I have a very general question (for the beginning, by an absolute beginner): what are the most common proofs of convergence of numerical algorithms? (I've encountered proofs based on energy minimisation so far.)
It depends on the problem (my very general answer ::). But in many cases you want to solve a problem [$]F(x) = 0[$] in some Banach space by replacing it by a computable discretized problem [$]G(x^h,h) = 0 [$] where [$]h[$] is a parameter. Then all convergence proofs centre around computing the norm of [$]x^h - x[$] as a function of [$]h.[$]

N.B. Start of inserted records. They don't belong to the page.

use std::time::Duration;

use crate::error::UpstreamError;

/// Map a reqwest transport failure onto the upstream error taxonomy.
pub fn classify_request_error(service: &'static str, timeout: Duration, error: &reqwest::Error) -> UpstreamError {
    if error.is_timeout() {
        UpstreamError::Timeout {
            service,
            seconds: timeout.as_secs(),
        }
    } else if error.is_connect() {
        UpstreamError::Unavailable {
            service,
            details: error.to_string(),
        }
    } else if error.is_decode() || error.is_body() {
        UpstreamError::InvalidResponse {
            service,
            details: error.to_string(),
        }
    } else if let Some(status) = error.status() {
        UpstreamError::Status {
            service,
            status: status.as_u16(),
            body: error.to_string(),
        }
    } else {
        classify_by_message(service, timeout, error.to_string())
    }
}

/// Fallback for errors reqwest did not categorise (DNS, TLS, redirect loops)
fn classify_by_message(service: &'static str, timeout: Duration, message: String) -> UpstreamError {
    let lower = message.to_lowercase();
    if lower.contains("timed out") || lower.contains("timeout") {
        UpstreamError::Timeout {
            service,
            seconds: timeout.as_secs(),
        }
    } else if lower.contains("dns")
        || lower.contains("connection refused")
        || lower.contains("connection reset")
        || lower.contains("failed to lookup")
        || lower.contains("tcp connect")
    {
        UpstreamError::Unavailable { service, details: message }
    } else {
        UpstreamError::InvalidResponse { service, details: message }
    }
}

/// Turn a non-2xx response into an `UpstreamError::Status`, keeping a bounded
/// slice of the body for diagnostics.
pub async fn status_error(service: &'static str, response: reqwest::Response) -> UpstreamError {
    const MAX_BODY: usize = 512;

    let status = response.status().as_u16();
    let body = response.text().await.unwrap_or_default();
    let body = crate::utils::text::truncate_chars(body.trim(), MAX_BODY).to_string();

    UpstreamError::Status { service, status, body }
}

/// Pull FastAPI/axum style `detail` (or `error`) out of an error body.
pub fn error_detail(body: &str) -> String {
    serde_json::from_str::<serde_json::Value>(body)
        .ok()
        .and_then(|value| {
            value
                .get("detail")
                .or_else(|| value.get("error"))
                .and_then(|d| d.as_str().map(str::to_string))
        })
        .unwrap_or_else(|| body.to_string())
}

#[cfg(test)]
mod tests {
    use super::*;

    #[test]
    fn test_classify_by_message() {
        let timeout = Duration::from_secs(30);
        assert!(matches!(
            classify_by_message("ollama", timeout, "operation timed out".to_string()),
            UpstreamError::Timeout { seconds: 30, .. }
        ));
        assert!(matches!(
            classify_by_message("ollama", timeout, "dns error: failed to lookup address".to_string()),
            UpstreamError::Unavailable { .. }
        ));
        assert!(matches!(
            classify_by_message("ollama", timeout, "builder error".to_string()),
            UpstreamError::InvalidResponse { .. }
        ));
    }

    #[test]
    fn test_error_detail() {
        assert_eq!(error_detail(r#"{"detail": "File must be an image"}"#), "File must be an image");
        assert_eq!(error_detail(r#"{"success": false, "error": "bad"}"#), "bad");
        assert_eq!(error_detail("plain failure"), "plain failure");
    }

    #[tokio::test]
    async fn test_connection_refused_is_unavailable() {
        // Port 9 (discard) is essentially never listening on loopback
        let timeout = Duration::from_secs(2);
        let client = reqwest::Client::builder().timeout(timeout).build().unwrap();
        let err = client.get("http://127.0.0.1:9/health").send().await.unwrap_err();

        let classified = classify_request_error("ocr-service", timeout, &err);
        assert!(matches!(classified, UpstreamError::Unavailable { service: "ocr-service", .. }));
    }
}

In all cases a problem in uncountable space must be posed in countable space and then projected to a finite-dimensional problem. You don't need to know the exact solution (and in most cases it's not feasible).
The methods for proving convergence is a part of numerical analysis:
1. Taylor expansions
2. Polynomial and rational function approximation.
3. Divided differences to approximate derivatieves.
4. etc. etc.
5. Iterative processes that depend on an integer parameter [$]n[$], e.g. Newton.
Classic intros are Dahlquist/Bjorck 1974 and esp. Conte/de Boor 1980. A good 101 case is numerical quadrature or [$]e^A[$].
Many numerical analysts in academia spend time establishing convegence results for numerical processes.
http://web.mit.edu/10.001/Web/Course_No ... ration.pdf
http://citeseerx.ist.psu.edu/viewdoc/do ... 1&type=pdf
Do you have a specific problem in mind?